- Instructions to follow: Across the following data, how many lines include the string "hosts"? Reply with the number and nothing more.

[Collected data entries]
--- START ---
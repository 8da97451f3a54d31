//! Wire format for the Bulwark router.
//!
//! Every packet travels as a frame: a fixed 8-byte header (zero-copy binary)
//! followed by a CBOR body carrying the [`Packet`] fields. The header only
//! holds framing data (magic, version, body length) so a reader can pull one
//! complete frame off a byte stream before touching the body.
//!
//! # Security
//!
//! Header parsing uses compile-time verified layouts via `zerocopy`. Bodies
//! are capped at [`FrameHeader::MAX_BODY_SIZE`] and the cap is checked before
//! any allocation. Signatures cover [`Packet::signing_bytes`], which never
//! includes the signature itself.
#![forbid(unsafe_code)]
#![warn(missing_docs)]

pub mod errors;
pub mod header;
pub mod packet;
pub mod payloads;

pub use errors::{ProtocolError, Result};
pub use header::FrameHeader;
pub use packet::{NodeId, Packet, PacketType};
pub use payloads::{MasterConfig, RouteUpdate};
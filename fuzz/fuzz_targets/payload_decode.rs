//! Payload parsers must reject garbage without panicking.

#![no_main]

use bulwark_proto::{MasterConfig, RouteUpdate};
use libfuzzer_sys::fuzz_target;

fuzz_target!(|data: &[u8]| {
    if let Ok(text) = std::str::from_utf8(data) {
        let _ = MasterConfig::from_payload(text);
        let _ = RouteUpdate::from_payload(text);
    }
});
//! Routing table and neighbor set.
//!
//! Maps each known destination to the neighbor packets for it should go to.
//! A `None` next hop means the destination is known (installed by
//! configuration) but no route to it has been learned yet.
//!
//! # Invariants
//!
//! - Every neighbor is its own next hop: `routes[n] == Some(n)`.
//! - Nothing is ever removed. Routes are overwritten by newer advertisements
//!   but never withdrawn, and neighbors are never forgotten.
//!
//! Both mutators are idempotent and commute per destination, so replaying
//! an advertisement or a configuration push is harmless.

use std::collections::{BTreeMap, BTreeSet, HashMap, HashSet};

use bulwark_proto::NodeId;

/// Destinations, next hops, neighbors and locally hosted endpoints.
#[derive(Debug, Clone, Default, PartialEq, Eq)]
pub struct RoutingTable {
    routes: HashMap<NodeId, Option<NodeId>>,
    neighbors: HashSet<NodeId>,
    hosts: Vec<NodeId>,
}

impl RoutingTable {
    /// Empty table
    pub fn new() -> Self {
        Self::default()
    }

    /// Apply a configuration push.
    ///
    /// Hosts not yet known get an unresolved entry and the hosts list is
    /// replaced. Neighbors are unioned into the neighbor set and routed to
    /// directly.
    pub fn install_config(&mut self, hosts: &[NodeId], neighbors: &[NodeId]) {
        for host in hosts {
            self.routes.entry(host.clone()).or_insert(None);
        }
        self.hosts = hosts.to_vec();

        for neighbor in neighbors {
            self.add_neighbor(neighbor);
        }
    }

    /// Apply a route advertisement received from `source`.
    ///
    /// Every advertised destination is now reached via `source`, and `source`
    /// itself becomes a directly routed neighbor. Destinations that are
    /// direct neighbors or hosted here keep their existing entry.
    pub fn merge_route_update(&mut self, source: &str, destinations: &[NodeId]) {
        for destination in destinations {
            if self.neighbors.contains(destination) || self.is_hosted(destination) {
                continue;
            }
            self.routes.insert(destination.clone(), Some(source.to_string()));
        }
        self.add_neighbor(source);
    }

    /// Record `neighbor` as directly adjacent.
    pub fn add_neighbor(&mut self, neighbor: &str) {
        self.neighbors.insert(neighbor.to_string());
        self.routes.insert(neighbor.to_string(), Some(neighbor.to_string()));
    }

    /// Next hop toward `destination`, if one has been learned.
    pub fn next_hop(&self, destination: &str) -> Option<&str> {
        self.routes.get(destination).and_then(|hop| hop.as_deref())
    }

    /// True if `destination` has an entry, resolved or not.
    pub fn knows(&self, destination: &str) -> bool {
        self.routes.contains_key(destination)
    }

    /// True if `node` is a direct neighbor.
    pub fn is_neighbor(&self, node: &str) -> bool {
        self.neighbors.contains(node)
    }

    /// True if `node` is one of the endpoints hosted here.
    pub fn is_hosted(&self, node: &str) -> bool {
        self.hosts.iter().any(|host| host == node)
    }

    /// Neighbors in sorted order
    pub fn neighbors(&self) -> Vec<NodeId> {
        let sorted: BTreeSet<&NodeId> = self.neighbors.iter().collect();
        sorted.into_iter().cloned().collect()
    }

    /// Locally hosted endpoints
    pub fn hosts(&self) -> &[NodeId] {
        &self.hosts
    }

    /// Sorted snapshot of every route
    pub fn routes(&self) -> BTreeMap<NodeId, Option<NodeId>> {
        self.routes.iter().map(|(dst, hop)| (dst.clone(), hop.clone())).collect()
    }

    /// True if no destination is known
    pub fn is_empty(&self) -> bool {
        self.routes.is_empty()
    }

    /// Split-horizon advertisement for `neighbor`: every destination whose
    /// next hop is not `neighbor`, sorted.
    pub fn advertisement_for(&self, neighbor: &str) -> Vec<NodeId> {
        let mut destinations: Vec<NodeId> = self
            .routes
            .iter()
            .filter(|(_, hop)| hop.as_deref() != Some(neighbor))
            .map(|(destination, _)| destination.clone())
            .collect();
        destinations.sort();
        destinations
    }

    /// Split-horizon advertisement for every neighbor, sorted by neighbor.
    ///
    /// Neighbors with nothing to learn are included with an empty list.
    pub fn advertisements(&self) -> Vec<(NodeId, Vec<NodeId>)> {
        self.neighbors()
            .into_iter()
            .map(|neighbor| {
                let destinations = self.advertisement_for(&neighbor);
                (neighbor, destinations)
            })
            .collect()
    }
}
--- END ---
- Finished task: 8